The early food fraud prevention activities were created in response to ongoing incidents. Incidents such as Sudan Red, melamine, and horsemeat were ongoing events requiring quick action to find the product, remove it from the marketplace, and select detection tests to support immediate monitoring. This was the activation of ‘risk mitigation’ plans in terms of ‘rapid response systems.’ It seems that the early food fraud prevention activities were a natural continuation of ‘risk mitigation,’ so the concept of ‘mitigation’ was the critical focus of laws, regulations, standards, certifications, and industry practices (e.g., the GFSI requirement of a food fraud mitigation plan).
Risk mitigation is important, and the focus is reducing the impact of an event AFTER it occurs.

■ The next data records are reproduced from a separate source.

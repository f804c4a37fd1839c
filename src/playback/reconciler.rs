// Copyright (c) 2026 Robert L. Snyder, Sierra Vista, AZ
// Licensed under the MIT License. See LICENSE file in the project root for details.

//! Active-set reconciliation.
//!
//! On every tick (and on every edit while playing) the reconciler
//! recomputes which blocks should be sounding and diffs that against
//! the previously-sounding baseline, emitting stop, update, and start
//! instructions for the tone adapter.

use std::collections::HashMap;

use crate::timeline::{BlockId, BlockStore, Waveform};

/// Instruction for the tone adapter.
///
/// One reconciliation pass yields instructions in a fixed order: stops
/// first, then in-place updates, then starts. Stopping before starting
/// releases voices before new ones are acquired, so the number of live
/// voices never exceeds the true active-set size.
#[derive(Debug, Clone, Copy, PartialEq)]
pub enum ToneCommand {
    /// Release the voice for a block that left the active set
    Stop { block: BlockId },
    /// Retune a still-active block's voice in place
    SetFrequency { block: BlockId, frequency: f32 },
    /// Reshape a still-active block's voice in place
    SetWaveform { block: BlockId, waveform: Waveform },
    /// Acquire a voice for a block that entered the active set
    Start {
        block: BlockId,
        frequency: f32,
        waveform: Waveform,
    },
}

/// Sounding parameters remembered per block between passes
#[derive(Debug, Clone, Copy, PartialEq)]
struct Sounding {
    frequency: f32,
    waveform: Waveform,
}

/// Diffs the desired active set against the previously-sounding set.
#[derive(Debug, Default)]
pub struct Reconciler {
    /// Blocks currently sounding, with the parameters last applied
    sounding: HashMap<BlockId, Sounding>,
}

impl Reconciler {
    /// Create a reconciler with an empty baseline
    pub fn new() -> Self {
        Self {
            sounding: HashMap::new(),
        }
    }

    /// Compute the instructions that bring the sounding set in line
    /// with the blocks active at `time`.
    ///
    /// An unchanged active set with unchanged parameters yields an
    /// empty list. Blocks that stay active but changed frequency or
    /// waveform get in-place updates rather than a stop/start pair,
    /// which would restart the oscillator phase audibly.
    pub fn reconcile(&mut self, store: &BlockStore, time: f64) -> Vec<ToneCommand> {
        let desired: HashMap<BlockId, Sounding> = store
            .query_active(time)
            .into_iter()
            .map(|b| {
                (
                    b.id,
                    Sounding {
                        frequency: b.frequency,
                        waveform: b.waveform,
                    },
                )
            })
            .collect();

        let mut commands = Vec::new();

        // Stops: previously sounding, no longer desired
        let mut to_stop: Vec<BlockId> = self
            .sounding
            .keys()
            .filter(|id| !desired.contains_key(id))
            .copied()
            .collect();
        to_stop.sort_unstable();
        for block in to_stop {
            commands.push(ToneCommand::Stop { block });
        }

        // Updates: in both sets with changed parameters
        let mut to_update: Vec<BlockId> = desired
            .keys()
            .filter(|id| self.sounding.contains_key(id))
            .copied()
            .collect();
        to_update.sort_unstable();
        for block in to_update {
            let previous = self.sounding[&block];
            let current = desired[&block];
            if current.frequency != previous.frequency {
                commands.push(ToneCommand::SetFrequency {
                    block,
                    frequency: current.frequency,
                });
            }
            if current.waveform != previous.waveform {
                commands.push(ToneCommand::SetWaveform {
                    block,
                    waveform: current.waveform,
                });
            }
        }

        // Starts: desired, not previously sounding
        let mut to_start: Vec<BlockId> = desired
            .keys()
            .filter(|id| !self.sounding.contains_key(id))
            .copied()
            .collect();
        to_start.sort_unstable();
        for block in to_start {
            let sounding = desired[&block];
            commands.push(ToneCommand::Start {
                block,
                frequency: sounding.frequency,
                waveform: sounding.waveform,
            });
        }

        self.sounding = desired;
        commands
    }

    /// Stop everything: emit a stop for each sounding block and clear
    /// the baseline. Used when the transport pauses or stops.
    pub fn drain(&mut self) -> Vec<ToneCommand> {
        let mut ids: Vec<BlockId> = self.sounding.keys().copied().collect();
        ids.sort_unstable();
        self.sounding.clear();
        ids.into_iter()
            .map(|block| ToneCommand::Stop { block })
            .collect()
    }

    /// Remove one block from the baseline without emitting a command.
    ///
    /// Used when a block is deleted outright: the caller stops its
    /// voice unconditionally since the block can no longer be queried,
    /// then forgets it here so the next diff stays consistent.
    pub fn forget(&mut self, id: BlockId) -> bool {
        self.sounding.remove(&id).is_some()
    }

    /// Check whether a block is in the sounding baseline
    pub fn is_sounding(&self, id: BlockId) -> bool {
        self.sounding.contains_key(&id)
    }

    /// Get the sounding block ids, sorted
    pub fn sounding_ids(&self) -> Vec<BlockId> {
        let mut ids: Vec<BlockId> = self.sounding.keys().copied().collect();
        ids.sort_unstable();
        ids
    }

    /// Get the number of sounding blocks
    pub fn active_count(&self) -> usize {
        self.sounding.len()
    }
}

During the response to an active crisis, mitigation was the critical focus.
HOWEVER, “The goal is not to catch food fraud but to prevent the event from ever occurring.” (Reference 1) While food fraud mitigation is important, the more holistic and all-encompassing concept is ‘food fraud prevention.’ The proactive focus is on prevention, reducing the possibility that the event could occur.
Mitigation Shifting to Prevention
The following are excerpts from our article “Food Fraud Prevention Shifts Food Risk Focus to Vulnerability.” (Reference 1)
The countermeasures include mitigation and prevention.
- Mitigation is intended to reduce the consequence of the event (ISO, 2007a; ISO, 2007; ISO, 2007b; DHS, 2013; Merriam-Webster, 2004). This assumes the hazard event will occur, so the goal is to mitigate or reduce the negative consequence. This focuses on reducing the risk that cannot be eliminated.
- Prevention is intended to reduce or eliminate the likelihood of the event occurring (ISO, 2007; ISO, 2007a; ISO, 2007b; ISO, 2008; Merriam-Webster, 2004). This focuses on identifying and eliminating or reducing vulnerability
Plan Shifting to Strategy
It might seem like an academic discussion, but it is also important to consider the expansion of a ‘plan’ to a ‘strategy’ – from a food fraud mitigation plan to a food fraud prevention strategy.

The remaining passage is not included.